[Data items]
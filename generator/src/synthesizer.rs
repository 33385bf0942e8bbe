use std::fs;
use std::path::{Path, PathBuf};

use rand::{Rng, SeedableRng};
use serde::{Deserialize, Serialize};
use tracing::{debug, info};

use crate::emit::{Emit, Prototype};
use crate::error::SynthesisError;
use crate::generator::{AuxFile, Roles, StatementKind, StatementStrategy, StrategyKind, RNG};
use crate::session::Session;
use crate::tree::{Block, Expr, FuncId, Stmt};

const HEADERS: [&str; 2] = ["stdio", "stdlib"];

#[derive(Debug, Copy, Clone, PartialEq, Eq, Deserialize, Serialize)]
#[serde(default)]
pub struct SynthesisConfig {
    pub strategy: StrategyKind,
    /// Number of `test_K` functions.
    pub functions: usize,
    /// Statements per function body; defaults to `functions`.
    pub statements: Option<usize>,
    /// Fixed seed for reproducible output.
    pub seed: Option<u64>,
}

impl SynthesisConfig {
    pub fn new(strategy: StrategyKind, functions: usize) -> Self {
        Self {
            strategy,
            functions,
            ..Self::default()
        }
    }

    pub fn from_toml(s: &str) -> Result<Self, SynthesisError> {
        Ok(toml::from_str(s)?)
    }

    pub fn budget(&self) -> usize {
        self.statements.unwrap_or(self.functions)
    }
}

impl Default for SynthesisConfig {
    fn default() -> Self {
        Self {
            strategy: StrategyKind::Tree,
            functions: 4,
            statements: None,
            seed: None,
        }
    }
}

/// A rendered program and the input files it reads at runtime.
#[derive(Clone, Debug, Eq, PartialEq)]
pub struct Program {
    pub source: String,
    pub aux_files: Vec<AuxFile>,
}

impl Program {
    /// Write `<name>.c` and every auxiliary file into `dir`, returning the
    /// path of the source file.
    pub fn write_to(&self, dir: &Path, name: &str) -> Result<PathBuf, SynthesisError> {
        let path = dir.join(format!("{name}.c"));
        fs::write(&path, &self.source)?;
        for aux in &self.aux_files {
            fs::write(dir.join(&aux.name), &aux.contents)?;
        }
        Ok(path)
    }
}

pub struct ProgramSynthesizer<S: StatementStrategy> {
    rng: RNG,
    config: SynthesisConfig,
    strategy: S,
}

impl<S: StatementStrategy> ProgramSynthesizer<S> {
    pub fn new(config: SynthesisConfig, strategy: S) -> Self {
        let rng = match config.seed {
            Some(seed) => RNG::seed_from_u64(seed),
            None => RNG::from_os_rng(),
        };
        Self {
            rng,
            config,
            strategy,
        }
    }

    /// Build one program. The session lives only for the duration of this
    /// call.
    pub fn synthesize(&mut self) -> Result<Program, SynthesisError> {
        let size = self.config.functions;
        if size == 0 {
            return Err(SynthesisError::InvalidSize);
        }
        let budget = self.config.budget();

        let mut session = Session::with_c_types();
        let roles = self.strategy.roles(&mut session)?;
        let int = session.type_("int")?;

        // Every stub exists before any body is built, so calls may point
        // forwards and back.
        let params = self.strategy.params(&roles);
        let tests: Vec<FuncId> = (0..size)
            .map(|k| session.declare_function(int, &format!("test_{k}"), params.clone()))
            .collect();
        let helpers = self.strategy.helpers(&mut session)?;

        for (number, &id) in tests.iter().enumerate() {
            let body = self.function_body(&session, &roles, &tests, number, budget)?;
            debug!(function = number, statements = body.body.len(), "filled body");
            session.set_body(id, body);
        }

        let driver = self.driver(&mut session, &roles, &tests)?;
        let source = assemble(&session, &tests, &helpers, driver)?;
        let aux_files = self.strategy.auxiliary_files();
        info!(
            functions = size,
            bytes = source.len(),
            aux_files = aux_files.len(),
            "synthesized program"
        );
        Ok(Program { source, aux_files })
    }

    fn random_call(
        &mut self,
        session: &Session,
        roles: &Roles,
        tests: &[FuncId],
        adjusted: Expr,
    ) -> Result<Expr, SynthesisError> {
        let callee = tests[self.rng.random_range(0..tests.len())];
        session.call(callee, self.strategy.call_args(roles, adjusted))
    }

    fn function_body(
        &mut self,
        session: &Session,
        roles: &Roles,
        tests: &[FuncId],
        number: usize,
        budget: usize,
    ) -> Result<Block, SynthesisError> {
        let int = session.type_("int")?;
        let plus = session.operation("sum")?;
        let minus = session.operation("dif")?;
        let div = session.operation("div")?;
        let gt = session.operation("gt")?;
        let arg = Expr::var(roles.arg);
        let size = tests.len();

        let mut body = vec![
            Stmt::raw(format!(
                "printf(\"func {number} {} %d\\n\", {});",
                session.var_name(roles.arg),
                session.var_name(roles.arg)
            )),
            Stmt::raw("fflush(stdout);"),
            Stmt::declare(int, roles.sum, Expr::Int(0)),
        ];

        for _ in 0..budget {
            let stmt = match StatementKind::random(&mut self.rng) {
                StatementKind::GuardedCall => {
                    let call = self.random_call(
                        session,
                        roles,
                        tests,
                        Expr::binary(arg.clone(), minus, Expr::Int(1)),
                    )?;
                    Stmt::branch(
                        Expr::binary(arg.clone(), gt, Expr::Int(0)),
                        vec![Stmt::assign(roles.sum, None, call)],
                    )
                }
                StatementKind::CountedLoop => {
                    let i = roles.counter;
                    let call = self.random_call(
                        session,
                        roles,
                        tests,
                        Expr::binary(arg.clone(), minus, Expr::var(i)),
                    )?;
                    Stmt::For {
                        init: Box::new(Stmt::declare(int, i, Expr::Int(1))),
                        condition: Expr::binary(Expr::var(roles.sum), gt, Expr::var(i)),
                        step: Box::new(Stmt::assign(i, Some(plus), Expr::Int(1))),
                        body: Block::new(vec![Stmt::assign(roles.sum, Some(plus), call)]),
                    }
                }
                StatementKind::ConditionedLoop => {
                    let call = self.random_call(
                        session,
                        roles,
                        tests,
                        Expr::binary(arg.clone(), minus, Expr::Int(1)),
                    )?;
                    Stmt::While {
                        condition: self.strategy.loop_guard(session, roles)?,
                        body: Block::new(vec![Stmt::assign(roles.sum, Some(plus), call)]),
                    }
                }
                StatementKind::Read => self.strategy.read(session, roles, size, &mut self.rng)?,
                StatementKind::Write => {
                    let call = self.random_call(
                        session,
                        roles,
                        tests,
                        Expr::binary(arg.clone(), div, Expr::Int(2)),
                    )?;
                    self.strategy
                        .write(session, roles, call, size, &mut self.rng)?
                }
            };
            body.push(stmt);
        }

        body.push(Stmt::Return(Expr::var(roles.sum)));
        Ok(Block::new(body))
    }

    /// `main`: accumulate `size` calls into randomly chosen functions.
    fn driver(
        &mut self,
        session: &mut Session,
        roles: &Roles,
        tests: &[FuncId],
    ) -> Result<FuncId, SynthesisError> {
        let int = session.type_("int")?;
        let plus = session.operation("sum")?;
        let size = tests.len();
        let bound = (size * size) as i64;

        let mut body = vec![Stmt::declare(int, roles.sum, Expr::Int(0))];
        body.extend(
            self.strategy
                .driver_prelude(session, roles, size, &mut self.rng)?,
        );
        for _ in 0..size {
            let start = Expr::Int(self.rng.random_range(0..=bound));
            let call = self.random_call(session, roles, tests, start)?;
            body.push(Stmt::assign(roles.sum, Some(plus), call));
        }
        body.push(Stmt::Return(Expr::var(roles.sum)));

        let main = session.declare_function(int, "main", Vec::new());
        session.set_body(main, Block::new(body));
        Ok(main)
    }
}

/// Headers, forward declarations, helpers, generated functions and `main`,
/// separated by blank lines.
fn assemble(
    session: &Session,
    tests: &[FuncId],
    helpers: &[FuncId],
    driver: FuncId,
) -> Result<String, SynthesisError> {
    let mut sections: Vec<String> = HEADERS
        .iter()
        .map(|lib| format!("#include <{lib}.h>"))
        .collect();
    sections.extend(
        tests
            .iter()
            .map(|id| Prototype(session.function(*id)).emit(session)),
    );
    for id in helpers.iter().chain(tests).chain(std::iter::once(&driver)) {
        let f = session.function(*id);
        if f.body.is_none() {
            return Err(SynthesisError::MissingBody(session.name(f.name).to_string()));
        }
        sections.push(f.emit(session));
    }
    let mut source = sections.join("\n\n");
    source.push('\n');
    Ok(source)
}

### [WHAT IS NEEDED]
Copy exactly the stretch of data above from the line with "pub fn write_to(&self, dir: &Path, name: &str)" through the line with "for aux in &self.aux_files", and omit all other lines.

### [TASK RESPONSE]
    pub fn write_to(&self, dir: &Path, name: &str) -> Result<PathBuf, SynthesisError> {
        let path = dir.join(format!("{name}.c"));
        fs::write(&path, &self.source)?;
        for aux in &self.aux_files {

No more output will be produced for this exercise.